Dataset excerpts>
Content starts
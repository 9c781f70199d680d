/// Pixels kept clear at each horizontal screen edge.
pub const EDGE_MARGIN_PX: f32 = 100.0;

/// Maps the abstract position index space onto evenly spaced x coordinates,
/// centered on zero. Deterministic given `n_positions` and the window width;
/// owned by the session and shared read-only by every trial.
#[derive(Debug, Clone, PartialEq)]
pub struct PositionMap {
    xs: Vec<f32>,
}

impl PositionMap {
    /// `n_positions` must be at least 2; the configuration resolver rejects
    /// anything smaller before a session starts.
    pub fn new(n_positions: usize, window_width: u32) -> Self {
        let usable = window_width as f32 - 2.0 * EDGE_MARGIN_PX;
        let spacing = usable / (n_positions as f32 - 1.0);
        let xs = (0..n_positions)
            .map(|i| -usable / 2.0 + i as f32 * spacing)
            .collect();
        Self { xs }
    }

    pub fn x(&self, idx: usize) -> f32 {
        self.xs[idx]
    }

    pub fn len(&self) -> usize {
        self.xs.len()
    }

    pub fn is_empty(&self) -> bool {
        self.xs.is_empty()
    }
}

#[cfg(test)]
mod tests {
    use super::*;

    #[test]
    fn spans_usable_width_symmetrically() {
        let map = PositionMap::new(20, 1920);
        assert_eq!(map.len(), 20);
        let usable = 1920.0 - 2.0 * EDGE_MARGIN_PX;
        assert!((map.x(0) + usable / 2.0).abs() < 1e-3);
        assert!((map.x(19) - usable / 2.0).abs() < 1e-3);
    }

    #[test]
    fn evenly_spaced() {
        let map = PositionMap::new(20, 1920);
        let spacing = map.x(1) - map.x(0);
        for i in 1..map.len() {
            assert!((map.x(i) - map.x(i - 1) - spacing).abs() < 1e-3);
        }
    }

    #[test]
    fn deterministic() {
        assert_eq!(PositionMap::new(20, 1920), PositionMap::new(20, 1920));
    }
}
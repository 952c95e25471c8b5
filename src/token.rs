use std::fmt;

use derive_more::Display;

use crate::value::Value;

#[derive(Debug, Clone, Copy, PartialEq, Eq, Hash, Display)]
pub enum TokenKind {
    // single-character punctuation
    #[display(fmt = "LEFT_PAREN")]
    LeftParen,
    #[display(fmt = "RIGHT_PAREN")]
    RightParen,
    #[display(fmt = "LEFT_BRACE")]
    LeftBrace,
    #[display(fmt = "RIGHT_BRACE")]
    RightBrace,
    #[display(fmt = "COMMA")]
    Comma,
    #[display(fmt = "DOT")]
    Dot,
    #[display(fmt = "MINUS")]
    Minus,
    #[display(fmt = "PLUS")]
    Plus,
    #[display(fmt = "SEMICOLON")]
    Semicolon,
    #[display(fmt = "SLASH")]
    Slash,
    #[display(fmt = "STAR")]
    Star,

    // one or two character operators
    #[display(fmt = "BANG")]
    Bang,
    #[display(fmt = "BANG_EQUAL")]
    BangEqual,
    #[display(fmt = "EQUAL")]
    Equal,
    #[display(fmt = "EQUAL_EQUAL")]
    EqualEqual,
    #[display(fmt = "GREATER")]
    Greater,
    #[display(fmt = "GREATER_EQUAL")]
    GreaterEqual,
    #[display(fmt = "LESS")]
    Less,
    #[display(fmt = "LESS_EQUAL")]
    LessEqual,

    // literals
    #[display(fmt = "IDENTIFIER")]
    Identifier,
    #[display(fmt = "STRING")]
    String,
    #[display(fmt = "NUMBER")]
    Number,

    // keywords
    #[display(fmt = "AND")]
    And,
    #[display(fmt = "CLASS")]
    Class,
    #[display(fmt = "ELSE")]
    Else,
    #[display(fmt = "FALSE")]
    False,
    #[display(fmt = "FUN")]
    Fun,
    #[display(fmt = "FOR")]
    For,
    #[display(fmt = "IF")]
    If,
    #[display(fmt = "NIL")]
    Nil,
    #[display(fmt = "OR")]
    Or,
    #[display(fmt = "PRINT")]
    Print,
    #[display(fmt = "RETURN")]
    Return,
    #[display(fmt = "SUPER")]
    Super,
    #[display(fmt = "THIS")]
    This,
    #[display(fmt = "TRUE")]
    True,
    #[display(fmt = "VAR")]
    Var,
    #[display(fmt = "WHILE")]
    While,

    #[display(fmt = "EOF")]
    Eof,
}

impl TokenKind {
    pub fn from_keyword_str(name: &str) -> Option<TokenKind> {
        match name {
            "and" => Some(TokenKind::And),
            "class" => Some(TokenKind::Class),
            "else" => Some(TokenKind::Else),
            "false" => Some(TokenKind::False),
            "for" => Some(TokenKind::For),
            "fun" => Some(TokenKind::Fun),
            "if" => Some(TokenKind::If),
            "nil" => Some(TokenKind::Nil),
            "or" => Some(TokenKind::Or),
            "print" => Some(TokenKind::Print),
            "return" => Some(TokenKind::Return),
            "super" => Some(TokenKind::Super),
            "this" => Some(TokenKind::This),
            "true" => Some(TokenKind::True),
            "var" => Some(TokenKind::Var),
            "while" => Some(TokenKind::While),
            _ => None,
        }
    }

    /// Keywords the parser treats as the start of a new statement when
    /// recovering from an error.
    pub fn starts_statement(&self) -> bool {
        matches!(
            *self,
            Self::Class
                | Self::Fun
                | Self::Var
                | Self::For
                | Self::If
                | Self::While
                | Self::Print
                | Self::Return
        )
    }
}

#[derive(Debug, Clone, PartialEq)]
pub struct Token {
    pub kind: TokenKind,
    pub lexeme: String,
    pub literal: Option<Value>,
    pub line: usize,
}

impl Token {
    pub fn new(
        kind: TokenKind,
        lexeme: impl Into<String>,
        literal: Option<Value>,
        line: usize,
    ) -> Self {
        Token {
            kind,
            lexeme: lexeme.into(),
            literal,
            line,
        }
    }
}

impl fmt::Display for Token {
    fn fmt(&self, f: &mut fmt::Formatter<'_>) -> fmt::Result {
        write!(f, "Line {}: {} {} ", self.line, self.kind, self.lexeme)?;
        if let Some(literal) = &self.literal {
            write!(f, "{}", literal)?;
        }
        Ok(())
    }
}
Content ends
WHAT YOU ARE ASKED TO DO>
Each line containing the word "struct" needs to be copied from the data above.

WRITTEN RESPONSE>
pub struct PositionMap {
pub struct Token {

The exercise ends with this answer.